Katrina became a client because her doctor recommended she get support during this difficult time- he knew she was homeless, and had some emotional difficulties as well. I was nervous to become involved; she had as many medical needs as she did emotional. I felt in over my head. She was very quiet, struggling to discuss her real issues and seemed to carry an unbearable burden. Katrina was younger than 30, but seemed to be worn out way beyond those years. She looked weary.
Her life was comprised of doctor visit after doctor visit. Her diabetes had damaged her kidneys beyond repair, and she needed dialysis multiple times a week; she was on the organ donor waiting list. She wasn’t very optimistic about her chances, but continued to press forward, head down, never giving up.

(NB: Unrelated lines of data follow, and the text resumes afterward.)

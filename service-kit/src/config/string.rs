//! Base string parameter and the capability shared by every variant.

use super::error::{ConfigError, ConfigResult};

/// Capability every configuration parameter provides.
///
/// Variants embed a [`StringParameter`] holding the name and raw value and
/// add their own validation on top of it.
pub trait ParameterInfo {
    /// Embedded base parameter.
    fn base(&self) -> &StringParameter;

    /// Mutable embedded base parameter.
    fn base_mut(&mut self) -> &mut StringParameter;

    /// Parse the raw value and cache derived fields.
    ///
    /// # Errors
    ///
    /// Returns the variant-specific validation error.
    fn validate(&mut self) -> ConfigResult<()>;

    /// External (flag and environment) name.
    fn name(&self) -> &str {
        self.base().name()
    }

    /// Raw, unparsed value.
    fn value(&self) -> &str {
        self.base().value()
    }

    /// Replace the raw value. Derived fields are refreshed by the next `validate`.
    fn set_value(&mut self, value: String) {
        self.base_mut().value = value;
    }
}

/// Plain string configuration parameter.
///
/// The value must not be empty.
#[derive(Debug, Clone, Default, PartialEq, Eq)]
pub struct StringParameter {
    name: String,
    value: String,
}

impl StringParameter {
    /// Create an empty parameter with the given name.
    #[must_use]
    pub fn new(name: impl Into<String>) -> Self {
        Self {
            name: name.into(),
            value: String::new(),
        }
    }

    /// Create a parameter with a preset raw value.
    #[must_use]
    pub fn with_value(mut self, value: impl Into<String>) -> Self {
        self.value = value.into();
        self
    }

    /// External (flag and environment) name.
    #[must_use]
    pub fn name(&self) -> &str {
        &self.name
    }

    /// Raw value.
    #[must_use]
    pub fn value(&self) -> &str {
        &self.value
    }

    /// Fail with [`ConfigError::EmptyValue`] when the raw value is empty.
    pub(crate) fn ensure_not_empty(&self) -> ConfigResult<()> {
        if self.value.is_empty() {
            return Err(ConfigError::empty(&self.name));
        }
        Ok(())
    }
}

impl ParameterInfo for StringParameter {
    fn base(&self) -> &StringParameter {
        self
    }

    fn base_mut(&mut self) -> &mut StringParameter {
        self
    }

    fn validate(&mut self) -> ConfigResult<()> {
        self.ensure_not_empty()
    }
}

I met her at the homeless shelter. Our first session involved maintaining her much needed routine: dialysis, seeing her counselor. She didn’t say a word in the therapy session, her counselor seemed exasperated, but did a commendable job with being positive and supportive nonetheless. She was seriously depressed and honestly, I struggled to be optimistic myself. She had no one in her life. She was homeless. She was dying. So yes, she was understandably depressed, but in a situation where most would give up, she wouldn’t allow herself to do so.
After the counseling session, we went to grab a cheap lunch. While we ate, I presented the question: “What do you want to gain out of this?”
She thought for a moment, and responded, “I need to get an apartment. My sister is homeless too, and if I get a two bedroom apartment, she could live with me.”
“Okay.” I said. “Let’s get some applications on the way home.”
She smiled slightly, “‘Kay.”
We made several stops. Got applications. When we got back, I walked her to the front door of the shelter. She stopped before going in.
“I’ll see you tomorrow?” she asked.
I couldn’t help but smile. “Yes ma’am, I’ll see you tomorrow.”
Maybe there was some hope after all.